The Cloud Breathes New Life Into Workstations

Conventional wisdom, if there is such a thing, suggests that the rise of cloud computing will bring a resurgence of thin-client technology back to the corporate workplace. While this is true, the cloud may also be the harbinger of the workstation–high-end personal computers that, when coupled with the cloud, could bring more disruption to the supercomputing sector.

This seems counterintuitive, since the promise of cloud computing was to shift computational workload from the client in the client-server model back to the servers. The end user only needs a browser to access web-based apps, the reasoning continues, so why give them anything more than a thin-client with a big network pipe?

In many situations, this is indeed the case. There is even a trending extreme of this line of thought: zero client machines provide appliance-like functionality while absorbing little power and ease-of-use and -maintenance, thanks to centralized over-the-wire administration.

But increasingly, IT managers are seeing a trend in the other direction: more powerful PCs that can easily be classified as workstations. Bigger CPUs, faster graphics, and upwards of 20 Gb of RAM–these are machines that are designed to do a lot of local processing.

The idea, it seems, is to take advantage of cloud technology and economics and use workstations to bring high-performance computing (HPC) capabilities to the corporate user or any user connected to the Internet with a big enough connection. To accomplish this, cloud vendors are working with applications that live and do some work on the local workstation, but then shunt much of the workload out into the cloud and back again. This approach enables users to get HPC-level power with little to no special configuration or hardware beyond the workstation itself.

InterGrid’s green button

One such vendor with this approach is InterGrid and its GreenButton software, which is working with independent software vendors to build the apps for this kind of architecture. The New Zealand-based company teams up with existing ISVs and their projects and gets those projects “GreenButton enabled.” A user can install one of these GreenButton-enabled applications on their workstation and then get HPC using Microsoft’s cloud services platform Azure.
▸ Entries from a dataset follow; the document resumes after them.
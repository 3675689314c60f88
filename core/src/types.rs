//! Domain DTO exchanged with the echo service.
//!
//! # Design
//! A single `Post` type serves both directions. The outbound draft carries no
//! `id`, so the field is skipped when absent; the echo service fills it in on
//! the way back. The mock-server crate defines its own copy of the schema and
//! integration tests catch any drift between the two.

use serde::{Deserialize, Serialize};

/// `userId` attached to every submission.
pub const USER_ID: u64 = 1;

/// A post as sent to, and echoed back by, the service.
#[derive(Debug, Clone, Serialize, Deserialize, PartialEq, Eq)]
pub struct Post {
    /// Server-assigned; absent on drafts.
    #[serde(default, skip_serializing_if = "Option::is_none")]
    pub id: Option<u64>,
    pub title: String,
    pub body: String,
    #[serde(rename = "userId")]
    pub user_id: u64,
}

impl Post {
    /// Build an outbound post with no `id` and the fixed `USER_ID`.
    pub fn draft(title: impl Into<String>, body: impl Into<String>) -> Self {
        Self {
            id: None,
            title: title.into(),
            body: body.into(),
            user_id: USER_ID,
        }
    }
}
A variety of applications currently make use of GreenButton functionality, mostly centered across the high-end graphics applications that would need hours of processing time to render locally, but may only need a few minutes when tapped into GreenButton’s service. Despite GreenButton’s reliance on Azure, Linux users should note that GreenButton can be attached to Blender and Maya.

What both workstation-in-the-cloud technologies offer is the capability to increase the number of resource-intensive jobs that can be carried out in parallel. There is still a need to have locally heavy power and graphics, but when it comes to graphics rendering, simulations, or biometric processing, the parallel processing of the cloud can be leveraged to minimize job times.

If this sounds a bit like grid computing, you would be close, but the key difference here is that unlike grid, plugging workstations into the cloud doesn’t require the administrative overhead of managing a grid computing infrastructure. Local applications and operating systems will still need to be configured, of course, but the burden is still less than managing a grid.

This approach can be less painful economically, too. GreenButton, for instance, offers a $19.95 base monthly subscription rate for 100 allocated cores, 100 maximum users, but only one job at a time, or a $0.30/core hour rate with 360 cores/pool, six users, and the capability to run simultaneous jobs.

Other services will offer similar rates, likely tied into the rate plans from Azure and Amazon Web Services.

Disruptions ahead for supercomputing

Once such services become more prolific and more ISVs provide the apps to work with such platforms, then it will be only natural to see even more disruption of supercomputing, particularly as verticals like geological research and biotechnology start to make use of such systems in favor of high-cost local supercomputers, which are inherently limited by their size. Plugging into cloud-based processing, however, isn’t limited by hardware: the only limit is your budget.

There are trade-offs, of course: though administrating this kind of architecture costs less than grid computing, it’s still about the same as managing a typical client-side architecture. And let’s not forget, workstations aren’t cheap. The average desktop PC runs for about $500, while workstations can average around $1100. These costs will definitely have to be considered if you plan to deploy this kind of architecture.

Still, now that customers can have direct access to scalable supercomputing power from within native applications with which end users are already familiar, the possibility of getting months of lead time on competition thanks to much-shortened simulation or processing times.

That kind of benefit could be the difference between winning and losing in today’s tightly competitive markets.